Based on the poem by Grace Nichols
Praise Song for my Mother
You are my strongest memory. People think its Peggy or Bucky or the commandos but it is you. I knew you the longest, from the very beginning. You were the first person I ever met, the first one I spoke to.
You were the one who taught me to read and write and count. You made sure I went to school whenever I could and helped me when I was too sick. You gave me knowledge of the world around me.
Then you taught me to draw. You showed me how to hold a pencil or sometime a piece of charcoal and how to make shapes on the paper. You let me know how to express the thoughts in my heart as an image.
You told me how important it was to remember those who had gone before us, you told me all about dad. You made sure I knew what he looked like by drawing him every single day. I can only ever thank you for that.
You were my idol, my inspiration. You showed me how to dream and how to work towards what I wanted. Each time I got sick you reminded me that I could better, that I could beat anything that came up.
You showed me that I could be whatever I wanted me and always told me to reach for the stars. You never told me I was too skinny, too frail.
Everything I knew was based on you; you made our apartment our home. You made those dark nights a little bit brighter. You influenced my every move, my every thought. My day revolved around you and showing you how thankful I was for everything you did to me.
When I was scared you watched over me, keeping me safe from harm and making sure that my life was as stable as it could be.
You made sure that day always followed night, that summer always followed winter.
You were my sun, the warmth of my life. You kept my spirits up and a smile on my face. You lifted the room until everybody around you was feeling that little bit happier.
Some days you wouldn't be home until the early hours, you had to work any shift you could. Just you smiling and tucking me in at night would make all the morning after bad nights, ones full of coughing and fevers, you would great me with a smile a thousand times warmer than any sun.

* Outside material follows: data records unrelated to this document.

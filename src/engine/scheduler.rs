//! 延迟发生队列：按截止时间排序、可取消的定时器。
//!
//! 队列本身从不执行任何东西。引擎的所有者读取 [`DelayScheduler::next_deadline`]，
//! 等到该时刻后通过 `Engine::run_due` 取出到期项，延迟发生因此与直接发生共用同一修改路径。
use std::collections::BTreeMap;
use std::time::Duration;

use serde::{Deserialize, Serialize};
use tokio::time::Instant;

#[derive(Debug, Clone, Copy, PartialEq, Eq, PartialOrd, Ord, Hash, Serialize, Deserialize)]
pub struct TimerId(pub u64);

/// 已到期的延迟发生。
#[derive(Debug, Clone, PartialEq, Eq)]
pub struct DueFire {
    pub timer: TimerId,
    pub transition: String,
    pub deadline: Instant,
}

#[derive(Debug, Default)]
pub struct DelayScheduler {
    pending: BTreeMap<(Instant, TimerId), String>,
    next_timer: u64,
}

impl DelayScheduler {
    pub fn new() -> Self {
        Self::default()
    }

    /// 在 `now + delay` 时重新尝试发生 `transition`。同一截止时间按登记顺序出队。
    pub fn schedule(&mut self, transition: impl Into<String>, delay: Duration, now: Instant) -> TimerId {
        let timer = TimerId(self.next_timer);
        self.next_timer += 1;
        self.pending.insert((now + delay, timer), transition.into());
        timer
    }

    pub fn cancel(&mut self, timer: TimerId) -> bool {
        let key = self.pending.keys().find(|(_, id)| *id == timer).copied();
        key.and_then(|key| self.pending.remove(&key)).is_some()
    }

    /// 丢弃全部待执行项，返回取消的数量。
    pub fn cancel_all(&mut self) -> usize {
        let cancelled = self.pending.len();
        self.pending.clear();
        cancelled
    }

    pub fn next_deadline(&self) -> Option<Instant> {
        self.pending.keys().next().map(|(deadline, _)| *deadline)
    }

    /// 取出截止时间 `<= now` 的最早一项。
    pub fn pop_due(&mut self, now: Instant) -> Option<DueFire> {
        let entry = self.pending.first_entry()?;
        if entry.key().0 > now {
            return None;
        }
        let ((deadline, timer), transition) = entry.remove_entry();
        Some(DueFire {
            timer,
            transition,
            deadline,
        })
    }

    pub fn len(&self) -> usize {
        self.pending.len()
    }

    pub fn is_empty(&self) -> bool {
        self.pending.is_empty()
    }

    pub fn pending(&self) -> impl Iterator<Item = (Instant, &str)> {
        self.pending
            .iter()
            .map(|((deadline, _), transition)| (*deadline, transition.as_str()))
    }
}

#[cfg(test)]
mod tests {
    use super::*;

    #[test]
    fn entries_come_out_in_deadline_order() {
        let now = Instant::now();
        let mut scheduler = DelayScheduler::new();
        scheduler.schedule("late", Duration::from_secs(10), now);
        scheduler.schedule("early", Duration::from_secs(1), now);
        scheduler.schedule("early_too", Duration::from_secs(1), now);

        assert_eq!(scheduler.next_deadline(), Some(now + Duration::from_secs(1)));
        assert!(scheduler.pop_due(now).is_none());

        let later = now + Duration::from_secs(5);
        assert_eq!(scheduler.pop_due(later).unwrap().transition, "early");
        assert_eq!(scheduler.pop_due(later).unwrap().transition, "early_too");
        assert!(scheduler.pop_due(later).is_none());
        assert_eq!(scheduler.len(), 1);
    }

    #[test]
    fn cancellation_removes_entries() {
        let now = Instant::now();
        let mut scheduler = DelayScheduler::new();
        let a = scheduler.schedule("a", Duration::ZERO, now);
        scheduler.schedule("b", Duration::ZERO, now);
        scheduler.schedule("c", Duration::ZERO, now);

        assert!(scheduler.cancel(a));
        assert!(!scheduler.cancel(a));
        assert_eq!(scheduler.cancel_all(), 2);
        assert!(scheduler.is_empty());
        assert!(scheduler.pop_due(now + Duration::from_secs(60)).is_none());
        assert_eq!(scheduler.next_deadline(), None);
    }
}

It was you who brought me up, who helped me grow from babe to boy to man.
You sustained me, you kept a roof over my head and food on my plate. Even if you had to go hungry yourself, you would keep me fed.
You were the one to keep me alive, to keep my head held high when others' were dropping. No matter how difficult things got you kept us going, kept our spirits up.
Life was always better when you were around, when you were here. You sacrificed so much for me, tried to make the world better for me.
I can't quite figure out what to do now, I don't know how this works. I keep expecting to hear you coming home after a long shift and saying goodnight to me.
It's stupid, I remember your funeral, I laid down flowers. I didn't cry until I was back in my room, Bucky was the only one to ever see me.
I draw you every morning, as soon as I can after I wake up, and have down since you didn't wake up. I have hundreds of small sketches of you in my portfolio, sometimes you're dressed up all pretty and other times you just look normal, swell.
If I'm having a very bad day I draw you with dad, a full scene maybe a picnic in the park on a summer afternoon.
I remember you, I couldn't ever forget. You were my everything. You were my mum.